• YOUR GOAL
Your job is to return every line in the data holding the string "Instant".

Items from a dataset
================
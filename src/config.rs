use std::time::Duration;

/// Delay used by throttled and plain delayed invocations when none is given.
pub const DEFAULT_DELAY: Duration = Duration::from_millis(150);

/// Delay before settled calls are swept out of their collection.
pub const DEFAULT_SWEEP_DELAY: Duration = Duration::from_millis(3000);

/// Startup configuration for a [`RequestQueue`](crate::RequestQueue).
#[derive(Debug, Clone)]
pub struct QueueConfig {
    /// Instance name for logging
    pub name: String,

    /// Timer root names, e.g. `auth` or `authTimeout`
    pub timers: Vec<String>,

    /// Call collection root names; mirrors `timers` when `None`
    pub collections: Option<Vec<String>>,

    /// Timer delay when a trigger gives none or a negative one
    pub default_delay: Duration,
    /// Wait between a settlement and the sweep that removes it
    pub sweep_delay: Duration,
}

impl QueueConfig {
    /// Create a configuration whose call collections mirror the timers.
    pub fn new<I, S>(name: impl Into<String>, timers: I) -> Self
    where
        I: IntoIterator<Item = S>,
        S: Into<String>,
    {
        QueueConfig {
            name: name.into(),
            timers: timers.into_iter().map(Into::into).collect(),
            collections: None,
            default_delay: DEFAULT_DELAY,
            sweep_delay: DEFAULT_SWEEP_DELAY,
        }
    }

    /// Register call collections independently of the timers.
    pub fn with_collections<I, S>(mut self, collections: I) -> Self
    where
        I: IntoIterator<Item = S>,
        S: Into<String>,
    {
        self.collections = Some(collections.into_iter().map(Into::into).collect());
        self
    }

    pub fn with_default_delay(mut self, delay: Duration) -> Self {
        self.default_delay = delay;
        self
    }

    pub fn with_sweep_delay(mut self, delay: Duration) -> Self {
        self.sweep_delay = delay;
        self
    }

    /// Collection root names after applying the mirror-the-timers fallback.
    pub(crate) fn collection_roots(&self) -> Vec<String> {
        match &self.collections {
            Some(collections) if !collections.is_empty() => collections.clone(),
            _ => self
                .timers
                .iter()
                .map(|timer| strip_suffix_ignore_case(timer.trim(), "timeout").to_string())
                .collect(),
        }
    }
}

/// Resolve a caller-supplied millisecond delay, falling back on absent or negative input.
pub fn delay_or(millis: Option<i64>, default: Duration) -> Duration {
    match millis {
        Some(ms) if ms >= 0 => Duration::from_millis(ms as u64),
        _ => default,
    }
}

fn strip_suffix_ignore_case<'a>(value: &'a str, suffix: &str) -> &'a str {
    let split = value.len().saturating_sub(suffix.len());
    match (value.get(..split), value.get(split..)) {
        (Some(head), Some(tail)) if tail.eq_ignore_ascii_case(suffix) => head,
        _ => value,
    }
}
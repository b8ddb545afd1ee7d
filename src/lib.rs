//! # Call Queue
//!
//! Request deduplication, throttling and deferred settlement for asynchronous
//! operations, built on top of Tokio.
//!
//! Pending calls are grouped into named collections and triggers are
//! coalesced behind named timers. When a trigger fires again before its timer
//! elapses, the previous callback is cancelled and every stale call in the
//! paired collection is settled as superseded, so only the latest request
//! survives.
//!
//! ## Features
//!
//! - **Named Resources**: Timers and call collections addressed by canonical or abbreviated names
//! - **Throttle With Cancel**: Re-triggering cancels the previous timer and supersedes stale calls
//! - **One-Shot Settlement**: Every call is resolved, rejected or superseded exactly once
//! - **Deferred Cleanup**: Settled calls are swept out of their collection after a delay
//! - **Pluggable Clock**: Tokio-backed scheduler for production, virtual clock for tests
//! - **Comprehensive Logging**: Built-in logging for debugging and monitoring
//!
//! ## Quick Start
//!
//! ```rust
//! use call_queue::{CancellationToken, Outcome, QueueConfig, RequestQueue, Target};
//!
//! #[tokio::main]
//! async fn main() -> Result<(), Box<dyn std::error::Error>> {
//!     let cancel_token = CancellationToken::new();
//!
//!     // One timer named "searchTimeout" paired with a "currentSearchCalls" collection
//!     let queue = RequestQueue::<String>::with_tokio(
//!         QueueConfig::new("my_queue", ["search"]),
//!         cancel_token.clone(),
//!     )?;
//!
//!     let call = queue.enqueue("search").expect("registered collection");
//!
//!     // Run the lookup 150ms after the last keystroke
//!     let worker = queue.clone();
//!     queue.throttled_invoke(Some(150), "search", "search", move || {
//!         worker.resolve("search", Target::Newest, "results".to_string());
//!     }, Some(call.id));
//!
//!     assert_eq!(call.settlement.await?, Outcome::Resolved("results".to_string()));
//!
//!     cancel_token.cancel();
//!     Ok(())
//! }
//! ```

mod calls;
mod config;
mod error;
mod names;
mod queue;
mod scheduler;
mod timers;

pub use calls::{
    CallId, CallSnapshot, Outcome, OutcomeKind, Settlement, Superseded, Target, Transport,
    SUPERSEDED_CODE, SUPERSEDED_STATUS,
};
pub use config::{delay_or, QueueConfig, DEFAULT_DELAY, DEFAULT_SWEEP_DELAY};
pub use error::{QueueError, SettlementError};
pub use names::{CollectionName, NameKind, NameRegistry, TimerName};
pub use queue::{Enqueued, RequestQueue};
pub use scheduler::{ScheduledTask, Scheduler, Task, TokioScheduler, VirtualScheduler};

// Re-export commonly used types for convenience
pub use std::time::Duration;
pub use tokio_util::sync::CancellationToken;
================
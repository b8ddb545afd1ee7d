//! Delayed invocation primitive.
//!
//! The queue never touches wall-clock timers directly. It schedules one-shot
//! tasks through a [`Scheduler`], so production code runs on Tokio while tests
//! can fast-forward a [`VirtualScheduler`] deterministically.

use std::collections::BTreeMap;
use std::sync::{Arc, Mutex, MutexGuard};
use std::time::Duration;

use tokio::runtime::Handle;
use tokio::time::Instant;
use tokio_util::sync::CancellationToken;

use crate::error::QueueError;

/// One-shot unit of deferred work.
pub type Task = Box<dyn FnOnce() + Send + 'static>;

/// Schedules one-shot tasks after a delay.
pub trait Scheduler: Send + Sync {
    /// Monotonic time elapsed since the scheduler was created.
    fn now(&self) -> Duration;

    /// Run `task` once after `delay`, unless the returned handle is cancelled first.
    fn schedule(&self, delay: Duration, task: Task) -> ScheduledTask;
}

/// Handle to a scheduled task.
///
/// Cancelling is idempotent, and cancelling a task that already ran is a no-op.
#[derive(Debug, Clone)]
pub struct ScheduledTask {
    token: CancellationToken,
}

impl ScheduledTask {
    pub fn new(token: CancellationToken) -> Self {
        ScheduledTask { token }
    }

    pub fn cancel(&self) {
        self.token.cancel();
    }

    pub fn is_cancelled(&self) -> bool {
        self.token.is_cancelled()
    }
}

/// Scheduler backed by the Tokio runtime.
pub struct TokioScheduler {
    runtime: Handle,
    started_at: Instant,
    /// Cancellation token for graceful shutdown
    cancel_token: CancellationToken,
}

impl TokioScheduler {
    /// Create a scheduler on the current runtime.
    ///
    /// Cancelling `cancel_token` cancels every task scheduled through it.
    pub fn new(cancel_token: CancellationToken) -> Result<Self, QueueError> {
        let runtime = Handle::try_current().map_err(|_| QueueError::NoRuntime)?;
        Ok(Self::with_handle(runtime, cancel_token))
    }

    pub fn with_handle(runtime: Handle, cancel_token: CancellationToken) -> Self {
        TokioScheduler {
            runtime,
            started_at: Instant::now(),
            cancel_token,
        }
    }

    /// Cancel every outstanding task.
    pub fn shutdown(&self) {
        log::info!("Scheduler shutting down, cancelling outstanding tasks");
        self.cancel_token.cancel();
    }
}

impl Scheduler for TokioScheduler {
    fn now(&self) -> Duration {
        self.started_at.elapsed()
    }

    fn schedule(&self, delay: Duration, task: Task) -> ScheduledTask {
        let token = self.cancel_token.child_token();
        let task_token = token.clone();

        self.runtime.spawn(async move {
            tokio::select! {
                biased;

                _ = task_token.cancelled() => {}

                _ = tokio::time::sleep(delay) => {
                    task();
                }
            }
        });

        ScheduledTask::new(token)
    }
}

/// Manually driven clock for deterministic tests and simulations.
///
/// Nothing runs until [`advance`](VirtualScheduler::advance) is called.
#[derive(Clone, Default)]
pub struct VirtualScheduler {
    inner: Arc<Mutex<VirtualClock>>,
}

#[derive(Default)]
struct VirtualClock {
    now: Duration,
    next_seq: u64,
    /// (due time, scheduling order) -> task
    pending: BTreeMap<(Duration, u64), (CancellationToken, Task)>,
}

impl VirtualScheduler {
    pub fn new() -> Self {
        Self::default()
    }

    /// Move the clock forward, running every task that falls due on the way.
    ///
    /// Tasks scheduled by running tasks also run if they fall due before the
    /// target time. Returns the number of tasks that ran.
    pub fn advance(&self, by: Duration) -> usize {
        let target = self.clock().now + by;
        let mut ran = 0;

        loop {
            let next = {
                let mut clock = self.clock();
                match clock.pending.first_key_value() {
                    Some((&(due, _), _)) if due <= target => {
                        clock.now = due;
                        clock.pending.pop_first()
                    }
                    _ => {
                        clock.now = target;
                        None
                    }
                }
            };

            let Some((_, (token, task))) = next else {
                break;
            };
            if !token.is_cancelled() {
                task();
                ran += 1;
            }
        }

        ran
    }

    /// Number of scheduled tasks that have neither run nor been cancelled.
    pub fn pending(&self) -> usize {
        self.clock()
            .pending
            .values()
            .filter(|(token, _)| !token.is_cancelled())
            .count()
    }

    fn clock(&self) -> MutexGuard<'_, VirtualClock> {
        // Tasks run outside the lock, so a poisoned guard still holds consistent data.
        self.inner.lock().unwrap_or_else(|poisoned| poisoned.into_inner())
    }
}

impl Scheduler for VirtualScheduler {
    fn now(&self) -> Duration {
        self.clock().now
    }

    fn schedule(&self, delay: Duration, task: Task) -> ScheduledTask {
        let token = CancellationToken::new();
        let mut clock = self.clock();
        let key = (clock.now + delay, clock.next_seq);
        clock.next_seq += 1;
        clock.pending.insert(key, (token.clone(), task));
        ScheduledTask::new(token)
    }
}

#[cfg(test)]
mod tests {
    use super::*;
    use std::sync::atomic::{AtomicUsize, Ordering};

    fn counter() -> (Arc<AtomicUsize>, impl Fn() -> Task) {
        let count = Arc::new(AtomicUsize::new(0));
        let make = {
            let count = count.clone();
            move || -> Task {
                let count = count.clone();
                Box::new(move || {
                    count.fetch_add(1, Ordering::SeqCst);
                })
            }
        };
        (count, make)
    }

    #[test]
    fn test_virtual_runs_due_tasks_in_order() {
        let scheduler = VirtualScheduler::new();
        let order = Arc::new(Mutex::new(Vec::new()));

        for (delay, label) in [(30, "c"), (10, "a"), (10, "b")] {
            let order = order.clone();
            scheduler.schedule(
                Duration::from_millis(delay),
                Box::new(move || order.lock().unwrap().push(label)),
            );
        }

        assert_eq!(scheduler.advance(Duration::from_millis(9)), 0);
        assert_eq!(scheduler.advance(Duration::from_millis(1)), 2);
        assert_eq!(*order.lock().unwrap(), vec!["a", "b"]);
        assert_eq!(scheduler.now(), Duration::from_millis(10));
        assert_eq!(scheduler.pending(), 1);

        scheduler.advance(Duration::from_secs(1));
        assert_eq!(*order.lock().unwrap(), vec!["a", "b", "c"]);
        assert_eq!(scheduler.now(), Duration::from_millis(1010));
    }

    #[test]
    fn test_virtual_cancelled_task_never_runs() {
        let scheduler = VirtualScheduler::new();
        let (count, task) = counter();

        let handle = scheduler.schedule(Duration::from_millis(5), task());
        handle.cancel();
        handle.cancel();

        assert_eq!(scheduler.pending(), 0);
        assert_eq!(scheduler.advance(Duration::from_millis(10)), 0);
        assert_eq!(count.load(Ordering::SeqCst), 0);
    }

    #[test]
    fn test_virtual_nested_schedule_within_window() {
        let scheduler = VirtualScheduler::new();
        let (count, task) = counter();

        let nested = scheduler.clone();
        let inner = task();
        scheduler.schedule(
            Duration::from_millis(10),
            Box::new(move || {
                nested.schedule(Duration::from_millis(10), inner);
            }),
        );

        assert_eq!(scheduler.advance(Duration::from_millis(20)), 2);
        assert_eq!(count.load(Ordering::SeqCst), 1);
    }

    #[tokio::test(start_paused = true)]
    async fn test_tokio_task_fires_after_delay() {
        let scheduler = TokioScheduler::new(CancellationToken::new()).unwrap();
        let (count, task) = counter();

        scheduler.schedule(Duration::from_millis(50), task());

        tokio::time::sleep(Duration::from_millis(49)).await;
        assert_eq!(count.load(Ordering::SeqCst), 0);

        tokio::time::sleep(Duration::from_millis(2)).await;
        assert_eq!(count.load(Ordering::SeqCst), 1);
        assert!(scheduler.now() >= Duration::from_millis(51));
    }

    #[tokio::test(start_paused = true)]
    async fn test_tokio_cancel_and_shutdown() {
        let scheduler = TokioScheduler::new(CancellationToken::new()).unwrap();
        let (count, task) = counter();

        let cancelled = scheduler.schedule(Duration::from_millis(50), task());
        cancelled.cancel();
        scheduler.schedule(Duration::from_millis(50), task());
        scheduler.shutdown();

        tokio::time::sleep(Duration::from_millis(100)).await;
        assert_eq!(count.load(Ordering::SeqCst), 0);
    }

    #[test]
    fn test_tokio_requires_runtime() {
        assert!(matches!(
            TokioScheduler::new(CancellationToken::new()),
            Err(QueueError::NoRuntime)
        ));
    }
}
================
• EXERCISE RESPONSE
use tokio::time::Instant;
    started_at: Instant,
            started_at: Instant::now(),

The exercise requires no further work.